* _EXTRACTED RECORDS_:
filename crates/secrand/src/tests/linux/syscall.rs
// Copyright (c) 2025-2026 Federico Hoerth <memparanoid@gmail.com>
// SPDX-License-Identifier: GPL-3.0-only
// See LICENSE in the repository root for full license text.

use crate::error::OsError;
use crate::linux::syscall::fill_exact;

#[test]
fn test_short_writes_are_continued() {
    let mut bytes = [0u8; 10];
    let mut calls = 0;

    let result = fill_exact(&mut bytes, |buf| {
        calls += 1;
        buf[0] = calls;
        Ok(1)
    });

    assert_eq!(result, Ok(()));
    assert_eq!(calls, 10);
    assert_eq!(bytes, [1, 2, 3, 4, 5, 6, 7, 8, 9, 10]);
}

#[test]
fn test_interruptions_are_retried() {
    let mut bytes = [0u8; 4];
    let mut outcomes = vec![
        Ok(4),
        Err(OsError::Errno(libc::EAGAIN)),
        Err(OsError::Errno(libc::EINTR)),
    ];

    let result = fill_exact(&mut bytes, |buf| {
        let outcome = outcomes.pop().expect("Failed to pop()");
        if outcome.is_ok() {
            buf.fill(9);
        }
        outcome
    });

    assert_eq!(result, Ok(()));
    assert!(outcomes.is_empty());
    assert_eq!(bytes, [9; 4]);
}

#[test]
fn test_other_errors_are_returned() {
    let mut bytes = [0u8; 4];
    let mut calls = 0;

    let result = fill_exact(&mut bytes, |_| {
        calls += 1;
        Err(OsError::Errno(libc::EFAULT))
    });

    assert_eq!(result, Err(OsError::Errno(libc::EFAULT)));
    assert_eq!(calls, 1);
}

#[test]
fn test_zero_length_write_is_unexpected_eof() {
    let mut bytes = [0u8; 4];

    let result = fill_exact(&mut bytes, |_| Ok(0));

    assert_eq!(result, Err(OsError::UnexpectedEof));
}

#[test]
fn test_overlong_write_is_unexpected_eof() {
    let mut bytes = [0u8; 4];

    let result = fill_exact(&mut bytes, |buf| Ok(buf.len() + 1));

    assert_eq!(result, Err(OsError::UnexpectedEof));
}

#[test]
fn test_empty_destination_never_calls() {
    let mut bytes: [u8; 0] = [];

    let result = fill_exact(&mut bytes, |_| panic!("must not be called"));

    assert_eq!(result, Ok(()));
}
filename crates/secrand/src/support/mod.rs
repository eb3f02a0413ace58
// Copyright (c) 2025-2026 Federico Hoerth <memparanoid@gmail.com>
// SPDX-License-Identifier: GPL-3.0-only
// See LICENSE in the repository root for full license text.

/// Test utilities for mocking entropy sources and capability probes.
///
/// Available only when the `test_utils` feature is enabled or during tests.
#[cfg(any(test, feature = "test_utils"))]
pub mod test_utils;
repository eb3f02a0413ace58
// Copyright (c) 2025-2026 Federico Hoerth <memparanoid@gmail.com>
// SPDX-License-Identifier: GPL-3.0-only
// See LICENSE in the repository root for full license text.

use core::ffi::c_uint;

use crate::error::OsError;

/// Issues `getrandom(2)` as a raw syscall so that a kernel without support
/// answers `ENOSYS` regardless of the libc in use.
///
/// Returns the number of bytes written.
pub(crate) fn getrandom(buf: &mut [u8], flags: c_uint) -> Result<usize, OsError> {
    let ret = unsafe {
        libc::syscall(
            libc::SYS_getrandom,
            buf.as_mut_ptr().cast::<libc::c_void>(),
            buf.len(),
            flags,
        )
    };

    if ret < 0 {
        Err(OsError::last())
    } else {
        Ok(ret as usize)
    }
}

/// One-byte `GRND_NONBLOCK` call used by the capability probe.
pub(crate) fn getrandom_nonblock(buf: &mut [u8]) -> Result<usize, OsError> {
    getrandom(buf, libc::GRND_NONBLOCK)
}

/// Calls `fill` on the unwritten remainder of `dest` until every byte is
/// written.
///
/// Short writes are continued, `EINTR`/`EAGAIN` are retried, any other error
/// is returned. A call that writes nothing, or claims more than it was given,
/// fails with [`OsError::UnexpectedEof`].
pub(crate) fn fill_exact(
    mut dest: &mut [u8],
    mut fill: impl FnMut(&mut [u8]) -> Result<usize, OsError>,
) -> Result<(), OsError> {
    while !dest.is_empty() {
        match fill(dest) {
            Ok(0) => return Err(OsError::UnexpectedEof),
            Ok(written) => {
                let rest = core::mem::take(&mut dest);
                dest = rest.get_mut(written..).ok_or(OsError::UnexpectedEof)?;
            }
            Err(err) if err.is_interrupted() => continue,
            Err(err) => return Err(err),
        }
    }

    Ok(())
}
* * *
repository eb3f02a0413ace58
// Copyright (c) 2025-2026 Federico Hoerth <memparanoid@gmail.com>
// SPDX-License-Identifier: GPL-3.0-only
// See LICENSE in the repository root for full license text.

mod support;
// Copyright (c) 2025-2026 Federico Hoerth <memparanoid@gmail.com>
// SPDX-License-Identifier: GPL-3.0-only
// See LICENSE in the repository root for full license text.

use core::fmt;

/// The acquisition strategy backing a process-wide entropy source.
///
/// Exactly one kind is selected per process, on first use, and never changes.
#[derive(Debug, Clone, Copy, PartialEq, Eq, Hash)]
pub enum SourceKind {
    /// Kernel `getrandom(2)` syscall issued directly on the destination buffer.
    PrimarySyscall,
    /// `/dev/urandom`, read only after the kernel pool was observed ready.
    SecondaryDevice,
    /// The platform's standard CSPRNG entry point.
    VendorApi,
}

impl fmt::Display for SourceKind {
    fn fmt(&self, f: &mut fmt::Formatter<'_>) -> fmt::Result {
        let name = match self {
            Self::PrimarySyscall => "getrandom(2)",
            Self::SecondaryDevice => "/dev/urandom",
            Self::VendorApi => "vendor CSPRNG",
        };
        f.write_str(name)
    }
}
---
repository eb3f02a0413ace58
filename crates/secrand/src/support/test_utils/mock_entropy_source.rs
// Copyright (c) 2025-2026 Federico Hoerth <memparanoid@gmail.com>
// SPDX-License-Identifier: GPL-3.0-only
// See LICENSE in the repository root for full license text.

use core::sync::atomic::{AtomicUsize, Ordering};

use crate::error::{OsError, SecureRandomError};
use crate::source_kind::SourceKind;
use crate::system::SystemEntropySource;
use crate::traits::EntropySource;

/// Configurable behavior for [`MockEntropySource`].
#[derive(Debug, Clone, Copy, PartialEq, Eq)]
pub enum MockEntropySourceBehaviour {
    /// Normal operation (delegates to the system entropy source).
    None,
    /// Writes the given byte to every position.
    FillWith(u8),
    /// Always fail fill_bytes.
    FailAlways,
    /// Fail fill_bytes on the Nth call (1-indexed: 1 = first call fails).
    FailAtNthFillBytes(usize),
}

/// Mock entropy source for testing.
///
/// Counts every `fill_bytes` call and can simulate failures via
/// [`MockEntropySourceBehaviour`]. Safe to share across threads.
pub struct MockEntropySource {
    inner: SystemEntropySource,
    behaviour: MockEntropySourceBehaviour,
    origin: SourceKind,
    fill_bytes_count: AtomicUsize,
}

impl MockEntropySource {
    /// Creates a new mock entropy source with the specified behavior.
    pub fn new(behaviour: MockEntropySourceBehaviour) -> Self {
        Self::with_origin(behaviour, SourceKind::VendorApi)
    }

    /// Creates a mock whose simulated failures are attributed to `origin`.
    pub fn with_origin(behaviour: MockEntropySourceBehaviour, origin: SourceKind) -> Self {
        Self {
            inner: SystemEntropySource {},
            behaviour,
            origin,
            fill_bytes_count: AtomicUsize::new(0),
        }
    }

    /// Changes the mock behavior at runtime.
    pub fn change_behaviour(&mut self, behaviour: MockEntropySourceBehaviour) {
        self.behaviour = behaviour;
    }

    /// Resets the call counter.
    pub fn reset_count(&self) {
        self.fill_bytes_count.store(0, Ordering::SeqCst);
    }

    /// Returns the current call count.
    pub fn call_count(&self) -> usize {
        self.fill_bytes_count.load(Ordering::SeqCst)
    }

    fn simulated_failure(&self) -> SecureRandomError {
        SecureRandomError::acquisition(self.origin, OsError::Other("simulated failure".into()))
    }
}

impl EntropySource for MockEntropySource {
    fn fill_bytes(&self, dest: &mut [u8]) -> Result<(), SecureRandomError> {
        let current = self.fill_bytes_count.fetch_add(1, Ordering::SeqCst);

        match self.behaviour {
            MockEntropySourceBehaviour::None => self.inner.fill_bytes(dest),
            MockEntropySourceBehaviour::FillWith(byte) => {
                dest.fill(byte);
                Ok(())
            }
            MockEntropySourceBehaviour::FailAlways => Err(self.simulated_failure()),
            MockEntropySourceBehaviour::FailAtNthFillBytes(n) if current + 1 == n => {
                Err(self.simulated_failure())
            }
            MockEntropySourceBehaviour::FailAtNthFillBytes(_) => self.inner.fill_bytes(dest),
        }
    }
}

* _YOUR OBJECTIVE_: Copy out each line of the listing that holds the word "linux".

* _WRITTEN ANSWER_:
filename crates/secrand/src/tests/linux/syscall.rs
use crate::linux::syscall::fill_exact;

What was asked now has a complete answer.